- **Your assignment**: Each line of the listing that includes "Duration" should be reported.

- **Supplied records**:
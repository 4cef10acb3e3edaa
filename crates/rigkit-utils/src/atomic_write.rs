//! Atomic file writes: temp file + fsync + rename.
//!
//! Used everywhere a run-folder artifact must never be observed half-written
//! (SPEC_FULL.md §4.9 — `result.json`, index lines, manifest snapshots).

use camino::Utf8Path;
use std::fs;
use std::io::Write;

use tempfile::NamedTempFile;

use crate::error::AtomicWriteError;

/// Outcome of an atomic write, surfaced so callers can log anomalies without
/// treating them as failures.
#[derive(Debug, Clone, Default)]
pub struct AtomicWriteResult {
    /// Number of rename retries needed (Windows only; always 0 elsewhere).
    pub rename_retry_count: u32,
    pub warnings: Vec<String>,
}

/// Write `content` to `path` atomically: write to a sibling temp file, fsync,
/// then rename into place. The target is never visible in a partially-written
/// state.
pub fn write_file_atomic(path: &Utf8Path, content: &str) -> Result<AtomicWriteResult, AtomicWriteError> {
    let mut result = AtomicWriteResult::default();
    let normalized = normalize_line_endings(content);

    let temp_dir = path.parent().unwrap_or_else(|| Utf8Path::new("."));
    fs::create_dir_all(temp_dir).map_err(|source| AtomicWriteError::CreateDir {
        path: path.to_string(),
        source,
    })?;

    let mut temp_file = NamedTempFile::new_in(temp_dir).map_err(|source| AtomicWriteError::TempFile {
        path: path.to_string(),
        source,
    })?;

    temp_file
        .write_all(normalized.as_bytes())
        .map_err(|source| AtomicWriteError::Write {
            path: path.to_string(),
            source,
        })?;
    temp_file
        .as_file()
        .sync_all()
        .map_err(|source| AtomicWriteError::Write {
            path: path.to_string(),
            source,
        })?;

    let retry_count = atomic_rename(temp_file, path)?;
    result.rename_retry_count = retry_count;
    if retry_count > 0 {
        result
            .warnings
            .push(format!("rename required {retry_count} retries due to transient filesystem locks"));
    }

    Ok(result)
}

fn normalize_line_endings(content: &str) -> String {
    content.replace("\r\n", "\n").replace('\r', "\n")
}

#[cfg(target_os = "windows")]
fn atomic_rename(mut temp_file: NamedTempFile, target: &Utf8Path) -> Result<u32, AtomicWriteError> {
    use std::io::ErrorKind;
    use std::{thread, time::Duration};

    const MAX_RETRIES: u32 = 5;
    const INITIAL_DELAY_MS: u64 = 10;

    let mut retry_count = 0;
    loop {
        match temp_file.persist(target.as_std_path()) {
            Ok(_) => return Ok(retry_count),
            Err(persist_error) => {
                let retryable = matches!(
                    persist_error.error.kind(),
                    ErrorKind::PermissionDenied | ErrorKind::Other
                );
                if !retryable || retry_count >= MAX_RETRIES {
                    return Err(AtomicWriteError::Rename {
                        path: target.to_string(),
                        source: persist_error.error,
                    });
                }
                thread::sleep(Duration::from_millis(INITIAL_DELAY_MS * 2_u64.pow(retry_count)));
                retry_count += 1;
                temp_file = persist_error.file;
            }
        }
    }
}

#[cfg(not(target_os = "windows"))]
fn atomic_rename(temp_file: NamedTempFile, target: &Utf8Path) -> Result<u32, AtomicWriteError> {
    temp_file
        .persist(target.as_std_path())
        .map(|_| 0)
        .map_err(|e| AtomicWriteError::Rename {
            path: target.to_string(),
            source: e.error,
        })
}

- **Exercise solution**:
    use std::{thread, time::Duration};
                thread::sleep(Duration::from_millis(INITIAL_DELAY_MS * 2_u64.pow(retry_count)));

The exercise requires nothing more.